╭─ Materials provided

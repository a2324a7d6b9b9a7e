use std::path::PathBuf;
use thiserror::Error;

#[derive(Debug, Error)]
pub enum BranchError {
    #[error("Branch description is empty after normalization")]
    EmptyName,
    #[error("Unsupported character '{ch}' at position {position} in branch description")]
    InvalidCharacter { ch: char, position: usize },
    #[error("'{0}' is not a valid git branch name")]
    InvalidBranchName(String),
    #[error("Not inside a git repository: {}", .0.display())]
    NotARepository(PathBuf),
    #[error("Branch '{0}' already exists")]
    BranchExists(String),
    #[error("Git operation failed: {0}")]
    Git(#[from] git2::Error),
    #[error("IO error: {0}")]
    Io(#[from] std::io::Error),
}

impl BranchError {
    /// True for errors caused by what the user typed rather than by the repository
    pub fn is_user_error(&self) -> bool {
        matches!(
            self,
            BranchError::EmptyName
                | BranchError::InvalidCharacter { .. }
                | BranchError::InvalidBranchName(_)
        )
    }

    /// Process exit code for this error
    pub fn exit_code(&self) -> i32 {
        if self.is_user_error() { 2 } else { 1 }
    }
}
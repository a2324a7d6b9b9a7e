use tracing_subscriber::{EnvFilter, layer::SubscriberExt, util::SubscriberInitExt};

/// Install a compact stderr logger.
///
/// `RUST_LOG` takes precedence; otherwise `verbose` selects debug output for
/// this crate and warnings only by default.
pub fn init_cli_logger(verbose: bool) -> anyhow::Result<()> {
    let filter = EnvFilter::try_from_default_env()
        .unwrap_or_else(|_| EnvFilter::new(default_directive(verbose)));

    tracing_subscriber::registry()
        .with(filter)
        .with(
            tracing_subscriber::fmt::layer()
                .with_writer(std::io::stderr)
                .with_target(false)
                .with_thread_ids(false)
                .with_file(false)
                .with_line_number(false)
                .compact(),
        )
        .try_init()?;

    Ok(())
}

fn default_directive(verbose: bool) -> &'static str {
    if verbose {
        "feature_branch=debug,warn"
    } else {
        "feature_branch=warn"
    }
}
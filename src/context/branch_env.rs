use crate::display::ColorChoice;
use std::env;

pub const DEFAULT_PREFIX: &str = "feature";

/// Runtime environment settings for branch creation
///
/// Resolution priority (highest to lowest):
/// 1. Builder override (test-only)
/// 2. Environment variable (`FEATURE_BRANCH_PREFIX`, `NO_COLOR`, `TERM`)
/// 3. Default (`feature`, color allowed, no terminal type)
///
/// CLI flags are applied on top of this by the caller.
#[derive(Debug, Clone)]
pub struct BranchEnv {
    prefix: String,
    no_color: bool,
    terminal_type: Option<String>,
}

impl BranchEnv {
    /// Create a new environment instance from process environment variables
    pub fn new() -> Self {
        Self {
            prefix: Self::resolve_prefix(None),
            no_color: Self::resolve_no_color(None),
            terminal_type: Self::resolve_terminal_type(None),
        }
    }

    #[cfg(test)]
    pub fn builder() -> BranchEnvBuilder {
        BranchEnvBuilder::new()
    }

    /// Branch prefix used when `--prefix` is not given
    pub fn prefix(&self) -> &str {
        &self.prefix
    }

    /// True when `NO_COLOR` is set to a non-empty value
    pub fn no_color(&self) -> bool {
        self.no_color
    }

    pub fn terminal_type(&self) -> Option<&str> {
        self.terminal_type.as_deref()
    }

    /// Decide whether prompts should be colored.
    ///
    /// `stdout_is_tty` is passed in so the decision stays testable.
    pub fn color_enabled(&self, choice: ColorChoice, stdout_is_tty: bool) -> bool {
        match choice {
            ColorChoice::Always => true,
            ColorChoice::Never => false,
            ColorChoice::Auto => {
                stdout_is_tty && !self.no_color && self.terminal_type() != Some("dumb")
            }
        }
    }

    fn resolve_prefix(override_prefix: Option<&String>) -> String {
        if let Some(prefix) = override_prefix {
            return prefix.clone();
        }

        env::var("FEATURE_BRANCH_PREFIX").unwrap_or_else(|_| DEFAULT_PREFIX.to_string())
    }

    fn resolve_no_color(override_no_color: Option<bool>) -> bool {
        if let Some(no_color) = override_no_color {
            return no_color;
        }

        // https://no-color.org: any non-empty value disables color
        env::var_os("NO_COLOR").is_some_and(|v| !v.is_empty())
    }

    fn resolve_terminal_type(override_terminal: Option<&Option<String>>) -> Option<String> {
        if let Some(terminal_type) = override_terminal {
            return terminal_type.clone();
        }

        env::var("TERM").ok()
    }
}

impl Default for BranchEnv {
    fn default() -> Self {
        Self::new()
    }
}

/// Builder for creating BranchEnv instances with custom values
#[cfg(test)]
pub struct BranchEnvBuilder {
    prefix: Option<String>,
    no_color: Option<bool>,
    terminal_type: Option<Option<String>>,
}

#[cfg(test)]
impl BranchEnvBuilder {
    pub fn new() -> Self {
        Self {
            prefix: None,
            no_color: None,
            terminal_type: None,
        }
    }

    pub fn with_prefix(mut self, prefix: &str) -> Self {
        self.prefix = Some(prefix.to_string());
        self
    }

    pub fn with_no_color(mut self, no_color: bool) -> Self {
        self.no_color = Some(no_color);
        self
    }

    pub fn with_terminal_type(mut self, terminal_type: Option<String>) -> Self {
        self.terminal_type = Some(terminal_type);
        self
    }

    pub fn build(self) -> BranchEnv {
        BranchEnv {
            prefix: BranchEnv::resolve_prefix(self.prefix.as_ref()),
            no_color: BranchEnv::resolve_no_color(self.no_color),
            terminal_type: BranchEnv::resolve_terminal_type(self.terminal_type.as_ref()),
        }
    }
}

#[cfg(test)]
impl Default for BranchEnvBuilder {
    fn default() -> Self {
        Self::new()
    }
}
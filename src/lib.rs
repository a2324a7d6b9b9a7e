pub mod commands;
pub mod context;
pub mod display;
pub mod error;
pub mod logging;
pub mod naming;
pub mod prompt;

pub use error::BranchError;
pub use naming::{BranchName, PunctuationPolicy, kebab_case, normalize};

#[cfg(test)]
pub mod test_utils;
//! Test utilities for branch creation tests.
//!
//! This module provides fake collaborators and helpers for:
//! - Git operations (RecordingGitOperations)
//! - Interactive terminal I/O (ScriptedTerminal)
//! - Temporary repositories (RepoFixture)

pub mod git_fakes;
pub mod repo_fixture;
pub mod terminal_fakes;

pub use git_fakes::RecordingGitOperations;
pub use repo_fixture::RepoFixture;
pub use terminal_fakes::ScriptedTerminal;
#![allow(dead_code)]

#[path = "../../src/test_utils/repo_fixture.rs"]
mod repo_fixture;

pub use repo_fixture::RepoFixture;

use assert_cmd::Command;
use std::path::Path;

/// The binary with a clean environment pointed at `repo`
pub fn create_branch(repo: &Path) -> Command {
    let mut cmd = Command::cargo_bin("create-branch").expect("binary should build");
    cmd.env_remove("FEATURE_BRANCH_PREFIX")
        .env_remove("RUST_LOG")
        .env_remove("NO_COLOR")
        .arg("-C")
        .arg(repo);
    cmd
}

╰─

### Directions
Filter the data for the string "PathBuf" and copy every line that has it.

### Result
use std::path::PathBuf;
    NotARepository(PathBuf),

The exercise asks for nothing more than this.